╔══

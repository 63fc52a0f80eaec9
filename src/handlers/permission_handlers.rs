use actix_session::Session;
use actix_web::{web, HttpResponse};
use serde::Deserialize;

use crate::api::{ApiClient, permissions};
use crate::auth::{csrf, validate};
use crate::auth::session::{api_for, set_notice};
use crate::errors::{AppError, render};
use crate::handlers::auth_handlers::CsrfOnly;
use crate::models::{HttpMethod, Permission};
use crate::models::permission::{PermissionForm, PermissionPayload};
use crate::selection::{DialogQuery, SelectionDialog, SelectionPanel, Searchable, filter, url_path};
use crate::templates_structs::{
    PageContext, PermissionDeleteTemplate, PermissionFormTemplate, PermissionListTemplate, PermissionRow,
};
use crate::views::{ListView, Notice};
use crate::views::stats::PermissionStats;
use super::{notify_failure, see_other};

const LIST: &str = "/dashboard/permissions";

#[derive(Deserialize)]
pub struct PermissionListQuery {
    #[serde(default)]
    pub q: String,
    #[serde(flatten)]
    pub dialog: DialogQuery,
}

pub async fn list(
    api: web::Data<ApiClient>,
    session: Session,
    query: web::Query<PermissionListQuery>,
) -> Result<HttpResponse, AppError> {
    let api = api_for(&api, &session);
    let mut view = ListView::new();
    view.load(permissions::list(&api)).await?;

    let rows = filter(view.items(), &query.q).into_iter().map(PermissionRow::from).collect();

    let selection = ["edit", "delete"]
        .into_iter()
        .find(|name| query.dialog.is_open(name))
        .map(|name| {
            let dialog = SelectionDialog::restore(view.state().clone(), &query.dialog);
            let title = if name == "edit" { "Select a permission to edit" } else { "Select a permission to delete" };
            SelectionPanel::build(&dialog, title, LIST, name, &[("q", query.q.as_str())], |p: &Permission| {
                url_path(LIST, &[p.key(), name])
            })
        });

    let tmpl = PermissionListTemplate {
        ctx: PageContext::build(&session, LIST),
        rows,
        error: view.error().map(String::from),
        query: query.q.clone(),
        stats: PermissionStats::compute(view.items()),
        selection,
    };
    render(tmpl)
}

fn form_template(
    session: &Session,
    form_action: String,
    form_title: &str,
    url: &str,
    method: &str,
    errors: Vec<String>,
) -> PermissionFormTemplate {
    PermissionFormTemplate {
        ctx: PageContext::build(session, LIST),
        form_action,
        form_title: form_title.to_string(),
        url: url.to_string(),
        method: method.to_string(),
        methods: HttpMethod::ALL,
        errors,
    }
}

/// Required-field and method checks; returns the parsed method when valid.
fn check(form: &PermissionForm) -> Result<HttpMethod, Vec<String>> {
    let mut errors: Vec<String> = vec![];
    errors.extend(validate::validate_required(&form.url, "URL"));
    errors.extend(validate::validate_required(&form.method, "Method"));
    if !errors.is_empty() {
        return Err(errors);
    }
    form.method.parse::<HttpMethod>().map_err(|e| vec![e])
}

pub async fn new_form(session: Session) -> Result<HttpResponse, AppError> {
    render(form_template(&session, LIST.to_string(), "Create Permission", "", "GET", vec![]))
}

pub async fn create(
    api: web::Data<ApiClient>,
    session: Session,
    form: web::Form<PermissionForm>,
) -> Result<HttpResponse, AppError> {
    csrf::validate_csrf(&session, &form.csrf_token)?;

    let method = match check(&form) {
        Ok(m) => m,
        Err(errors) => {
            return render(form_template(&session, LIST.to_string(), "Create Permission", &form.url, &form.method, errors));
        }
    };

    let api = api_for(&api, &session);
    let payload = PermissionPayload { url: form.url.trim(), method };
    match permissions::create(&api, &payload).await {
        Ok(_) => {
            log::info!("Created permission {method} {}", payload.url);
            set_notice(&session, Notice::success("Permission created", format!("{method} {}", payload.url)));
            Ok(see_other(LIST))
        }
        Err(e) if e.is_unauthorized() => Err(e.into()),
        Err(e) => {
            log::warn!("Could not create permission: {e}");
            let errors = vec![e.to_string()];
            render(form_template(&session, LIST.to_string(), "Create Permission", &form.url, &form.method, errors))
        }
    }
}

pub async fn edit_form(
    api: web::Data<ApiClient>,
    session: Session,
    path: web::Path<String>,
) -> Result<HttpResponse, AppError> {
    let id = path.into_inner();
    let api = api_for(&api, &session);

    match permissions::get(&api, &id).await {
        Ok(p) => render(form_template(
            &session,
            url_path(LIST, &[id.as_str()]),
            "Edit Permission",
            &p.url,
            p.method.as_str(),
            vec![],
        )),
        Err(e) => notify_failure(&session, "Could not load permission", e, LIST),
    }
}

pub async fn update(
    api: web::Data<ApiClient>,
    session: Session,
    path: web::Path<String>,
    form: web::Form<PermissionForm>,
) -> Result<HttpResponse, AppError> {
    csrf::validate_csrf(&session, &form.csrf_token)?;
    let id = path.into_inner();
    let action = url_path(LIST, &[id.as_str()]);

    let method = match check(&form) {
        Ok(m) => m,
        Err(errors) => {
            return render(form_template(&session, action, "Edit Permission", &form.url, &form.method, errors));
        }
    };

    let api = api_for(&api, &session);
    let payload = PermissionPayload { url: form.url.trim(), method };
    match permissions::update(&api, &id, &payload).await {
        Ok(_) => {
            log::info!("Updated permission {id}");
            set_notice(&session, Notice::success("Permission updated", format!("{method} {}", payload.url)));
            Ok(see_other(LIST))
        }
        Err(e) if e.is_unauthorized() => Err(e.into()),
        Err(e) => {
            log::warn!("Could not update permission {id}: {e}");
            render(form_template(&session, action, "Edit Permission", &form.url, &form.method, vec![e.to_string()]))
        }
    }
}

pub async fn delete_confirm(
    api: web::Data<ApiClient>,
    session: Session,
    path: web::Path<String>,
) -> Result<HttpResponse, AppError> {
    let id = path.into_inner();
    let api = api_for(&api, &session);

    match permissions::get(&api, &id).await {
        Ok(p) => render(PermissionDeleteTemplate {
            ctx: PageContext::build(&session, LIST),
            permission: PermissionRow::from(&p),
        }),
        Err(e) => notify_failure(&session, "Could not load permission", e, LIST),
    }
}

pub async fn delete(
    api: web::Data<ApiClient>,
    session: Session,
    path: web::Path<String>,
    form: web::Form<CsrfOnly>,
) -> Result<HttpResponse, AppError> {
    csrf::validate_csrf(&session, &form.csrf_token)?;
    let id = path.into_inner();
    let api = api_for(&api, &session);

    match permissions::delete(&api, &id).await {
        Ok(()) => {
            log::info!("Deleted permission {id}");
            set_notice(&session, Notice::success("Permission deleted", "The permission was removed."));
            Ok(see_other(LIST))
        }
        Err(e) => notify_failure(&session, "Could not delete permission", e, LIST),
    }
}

╚══

= About this task =
Every line above that holds the string "items" should be returned.

= Final answer =
    let rows = filter(view.items(), &query.q).into_iter().map(PermissionRow::from).collect();
        stats: PermissionStats::compute(view.items()),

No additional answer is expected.